A new AI Engineering Insights capability tracks AI coding agent adoption across teams over time, measures output with metrics like AI-committed code percentage and lines generated, and monitors spend per developer and per commit. It also compares AI-assisted and non-AI developer performance head-to-head on PR cycle time and work items delivered, with a leaderboard for drilling into individual patterns.
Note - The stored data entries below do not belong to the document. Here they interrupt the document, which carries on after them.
pub mod checks;
pub mod diff;
pub mod loader;
pub mod parser;
pub mod schema;

pub use crate::domain::model::{Diagnostic, ErrorLog, RuleId, RwsSet, SetsMap};
pub use crate::domain::ports::{ProbeResponse, SiteProbe, SuffixProvider};
pub use crate::utils::error::Result;
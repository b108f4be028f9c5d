use crate::utils::error::{Result, RwsError};

pub trait Validate {
    fn validate(&self) -> Result<()>;
}

pub fn validate_non_empty_string(field_name: &str, value: &str) -> Result<()> {
    if value.trim().is_empty() {
        return Err(RwsError::Config {
            message: format!("{} cannot be empty or whitespace-only", field_name),
        });
    }
    Ok(())
}

pub fn validate_https_url(field_name: &str, url_str: &str) -> Result<()> {
    validate_non_empty_string(field_name, url_str)?;
    if !url_str.starts_with("https://") {
        return Err(RwsError::Config {
            message: format!(
                "{} must be an https:// site, got: {}",
                field_name, url_str
            ),
        });
    }
    Ok(())
}
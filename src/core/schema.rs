use crate::utils::error::{Result, RwsError};
use serde_json::Value;

/// Structural gate: the submitted document must satisfy the repository
/// schema before any policy rule looks at it. The first violation found
/// is reported with its location in the document.
pub fn validate_document(document: &Value, schema: &Value) -> Result<()> {
    let validator = jsonschema::validator_for(schema).map_err(|e| RwsError::Schema {
        message: format!("schema document is not a valid JSON Schema: {e}"),
    })?;
    if let Some(error) = validator.iter_errors(document).next() {
        return Err(RwsError::Schema {
            message: format!("{} at {}", error, error.instance_path),
        });
    }
    Ok(())
}
use indexmap::IndexMap;
use serde::{Deserialize, Serialize};
use std::collections::BTreeMap;
use std::fmt;

/// Path every member domain is expected to publish its set under.
pub const WELL_KNOWN: &str = "/.well-known/related-website-set.json";

/// Submission mapping keyed by primary, in document order.
pub type SetsMap = IndexMap<String, RwsSet>;

/// One Related Website Set as submitted in the PR document.
///
/// Optional fields stay `None` when omitted; "field omitted" and "field
/// present but empty" are distinct for equality, matching the submitted
/// document verbatim.
#[derive(Debug, Clone, Serialize, Deserialize)]
pub struct RwsSet {
    pub primary: String,

    #[serde(rename = "associatedSites", default, skip_serializing_if = "Option::is_none")]
    pub associated_sites: Option<Vec<String>>,

    #[serde(rename = "serviceSites", default, skip_serializing_if = "Option::is_none")]
    pub service_sites: Option<Vec<String>>,

    #[serde(rename = "ccTLDs", default, skip_serializing_if = "Option::is_none")]
    pub cc_tlds: Option<BTreeMap<String, Vec<String>>>,

    #[serde(rename = "rationaleBySite", default, skip_serializing_if = "Option::is_none")]
    pub rationale_by_site: Option<BTreeMap<String, String>>,
}

/// Equality covers the fields that define set membership. A
/// rationale-only edit does not make a set "changed" in the diff.
impl PartialEq for RwsSet {
    fn eq(&self, other: &Self) -> bool {
        self.primary == other.primary
            && self.cc_tlds == other.cc_tlds
            && self.associated_sites == other.associated_sites
            && self.service_sites == other.service_sites
    }
}

impl Eq for RwsSet {}

impl RwsSet {
    pub fn new(primary: impl Into<String>) -> Self {
        Self {
            primary: primary.into(),
            associated_sites: None,
            service_sites: None,
            cc_tlds: None,
            rationale_by_site: None,
        }
    }

    pub fn associated(&self) -> &[String] {
        self.associated_sites.as_deref().unwrap_or(&[])
    }

    pub fn service(&self) -> &[String] {
        self.service_sites.as_deref().unwrap_or(&[])
    }

    /// ccTLD entries as (aliased site, variant list) pairs.
    pub fn cc_tld_entries(&self) -> impl Iterator<Item = (&String, &Vec<String>)> {
        self.cc_tlds.iter().flatten()
    }

    /// Variant list declared under one aliased site, empty when absent.
    pub fn aliases_of(&self, site: &str) -> &[String] {
        self.cc_tlds
            .as_ref()
            .and_then(|m| m.get(site))
            .map(Vec::as_slice)
            .unwrap_or(&[])
    }

    /// Membership test over primary, associated and service sites, and
    /// optionally every ccTLD variant.
    pub fn includes(&self, site: &str, with_cc_tlds: bool) -> bool {
        if self.primary == site
            || self.associated().iter().any(|s| s == site)
            || self.service().iter().any(|s| s == site)
        {
            return true;
        }
        with_cc_tlds
            && self
                .cc_tld_entries()
                .any(|(_, variants)| variants.iter().any(|v| v == site))
    }
}

/// Which rule of the battery produced a diagnostic.
#[derive(Debug, Clone, Copy, PartialEq, Eq, Hash)]
pub enum RuleId {
    Load,
    Rationale,
    Exclusivity,
    Scheme,
    EtldPlus1,
    WellKnown,
    Alias,
    RobotsTag,
    AdsTxt,
    ServiceRedirect,
    Removal,
}

/// One policy violation: the rule that fired, the site it fired for
/// (when there is a single offender) and the literal message shown to
/// the submitter.
#[derive(Debug, Clone, PartialEq, Eq)]
pub struct Diagnostic {
    pub rule: RuleId,
    pub site: Option<String>,
    pub message: String,
}

impl fmt::Display for Diagnostic {
    fn fmt(&self, f: &mut fmt::Formatter<'_>) -> fmt::Result {
        f.write_str(&self.message)
    }
}

/// Append-only, ordered collection of diagnostics. All checks write
/// here and none of them ever removes or reorders an entry.
#[derive(Debug, Default)]
pub struct ErrorLog {
    entries: Vec<Diagnostic>,
}

impl ErrorLog {
    pub fn new() -> Self {
        Self::default()
    }

    pub fn push(&mut self, rule: RuleId, site: Option<&str>, message: impl Into<String>) {
        let message = message.into();
        tracing::debug!(?rule, "policy violation: {}", message);
        self.entries.push(Diagnostic {
            rule,
            site: site.map(String::from),
            message,
        });
    }

    pub fn is_empty(&self) -> bool {
        self.entries.is_empty()
    }

    pub fn len(&self) -> usize {
        self.entries.len()
    }

    pub fn iter(&self) -> std::slice::Iter<'_, Diagnostic> {
        self.entries.iter()
    }

    /// Messages in append order, as the gate prints them.
    pub fn messages(&self) -> Vec<String> {
        self.entries.iter().map(|d| d.message.clone()).collect()
    }
}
Read more in the AI DLC Insights release notes.
The Cloud and AI Cost Management overview page got a redesign: new widgets for top spenders, optimization impact, and service breakdown, plus support for AWS and GCP cost adjustments.
You can now connect OpenAI and Anthropic accounts directly through a guided three-step wizard with secure API key storage and live connection testing, currently behind a feature flag. Grouping AI traces by service in Cost Explorer now opens a drawer with run history, a span-level timeline, and cost attribution down to the individual trace. And a new Asset Governance tab lets you set cost preferences separately for AWS, GCP, and Azure, also behind a feature flag.
The rest of this month's cost updates were accuracy and access fixes: anomaly filters no longer silently ignore a perspective that's been deleted, nodepool savings calculations now use the same cost basis as the monthly total instead of overstating savings, overview anomaly counts now include both resource-level and cost-category anomalies, only users with the right permission can edit or delete anomaly alerts, recommendation savings labels are localized to your preferred cost type, repeated commitment renewal events now collapse into a single indicator instead of a wall of icons, and filter messaging and recommendations navigation both got cleaned up. Full details are in the cost management release notes.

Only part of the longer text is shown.